> Information:

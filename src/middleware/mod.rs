//! Middleware pipeline: before/after logic wrapped around every route.
//!
//! The router builds one chain per request: every registered middleware in
//! order, then the matched endpoint. Each layer receives a [`Next`] cursor and
//! decides whether to call it.
//!
//! - [`Middleware`] is the trait every layer implements.
//! - [`MiddlewareHandler`] is the type-erased, cheaply-cloneable form stored
//!   in the chain.
//! - [`LoggerMiddleware`] logs one line per request.

use std::{future::Future, pin::Pin, sync::Arc};

use tokio::time::Instant;

use crate::context::Context;
use crate::http::{Response, StatusCode};

/// A type-erased, reference-counted middleware function.
pub type MiddlewareHandler = Arc<
    dyn Fn(Context, Next) -> Pin<Box<dyn Future<Output = Response> + Send>> + Send + Sync + 'static,
>;

/// Wraps a [`Middleware`] implementation as a [`MiddlewareHandler`].
pub fn from_middleware<M>(middleware: Arc<M>) -> MiddlewareHandler
where
    M: Middleware + 'static,
{
    Arc::new(move |ctx: Context, next: Next| middleware.handle(ctx, next))
}

/// Cursor into the remaining middleware chain for one request.
///
/// `run` consumes the cursor, so a layer can forward at most once.
pub struct Next {
    middlewares: Vec<MiddlewareHandler>,
    index: usize,
}

impl Next {
    pub fn new(middlewares: Vec<MiddlewareHandler>) -> Self {
        Self {
            middlewares,
            index: 0,
        }
    }

    /// Invokes the next layer. An exhausted chain yields a 500, which only
    /// happens if the router forgot to append an endpoint.
    pub async fn run(mut self, ctx: Context) -> Response {
        if self.index < self.middlewares.len() {
            let handler = self.middlewares[self.index].clone();
            self.index += 1;
            handler(ctx, self).await
        } else {
            Response::text(
                StatusCode::InternalServerError,
                "No response generated by middleware pipeline",
            )
        }
    }
}

/// A layer in the request pipeline.
///
/// Implementations may pass through (`next.run(ctx).await`), short-circuit
/// with their own [`Response`], or decorate the downstream response.
pub trait Middleware: Send + Sync {
    fn handle(&self, ctx: Context, next: Next) -> Pin<Box<dyn Future<Output = Response> + Send>>;
}

/// Logs method, path, status, and latency of every request at `info`.
pub struct LoggerMiddleware;

impl Middleware for LoggerMiddleware {
    fn handle(&self, ctx: Context, next: Next) -> Pin<Box<dyn Future<Output = Response> + Send>> {
        Box::pin(async move {
            let start = Instant::now();
            let method = ctx.request().method().to_string();
            let path = ctx.request().path().to_owned();
            let body_bytes = ctx.request().body().len();

            let response = next.run(ctx).await;

            tracing::info!(
                %method,
                %path,
                status = response.status().as_u16(),
                body_bytes,
                elapsed = ?start.elapsed(),
                "request served"
            );

            response
        })
    }
}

> Activity: Show the lines where the word "move" appears in the entries.

> Solution for this exercise:
    Arc::new(move |ctx: Context, next: Next| middleware.handle(ctx, next))
        Box::pin(async move {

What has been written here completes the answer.